*The task*. Pick every line out of the entries below that has the string "modules", and copy it.

*Records*.

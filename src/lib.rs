//! spliced-bam2gff-rs: convert spliced BAM alignments into GFF2 gene models.
//!
//! Each mapped read becomes one mRNA feature plus one feature per exon, with
//! exon/intron structure recovered from the alignment CIGAR (splice gaps and
//! long deletions split exons) and orientation resolved from the read strand
//! and the aligner's transcript strand tag.
//!
//! # Library usage
//!
//! ```no_run
//! use spliced_bam2gff_rs::{ConvertConfig, LocusAggregator, StrandPolicy};
//!
//! let cfg = ConvertConfig {
//!     minimap: false,
//!     strand_policy: StrandPolicy::Tag,
//!     max_del: 8,
//!     keep_secondary: false,
//! };
//! let mut agg = LocusAggregator::new(cfg);
//! // Feed position-sorted alignments (e.g. from rust-htslib) as
//! // `transcript::ReadAln` values:
//! // if let Some(locus) = agg.push(aln)? { /* write locus.feats */ }
//! ```

// Internal modules — not part of the public API.
pub(crate) mod bam_input;
pub(crate) mod cli;
pub(crate) mod pipeline;

// Public modules — stable API surface.
pub mod bundle;
pub mod exons;
pub mod gff;
pub mod locus;
pub mod strand;
pub mod transcript;

// Flat re-exports for the most commonly used public types.
pub use bundle::{BundleStats, BundleWriter};
pub use gff::{Feature, FeatureKind, GffWriter};
pub use locus::{Locus, LocusAggregator};
pub use strand::{Orientation, StrandPolicy};
pub use transcript::{ConvertConfig, ReadAln, Transcript, TranscriptBuilder};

*Exercise result*.
// Internal modules — not part of the public API.
// Public modules — stable API surface.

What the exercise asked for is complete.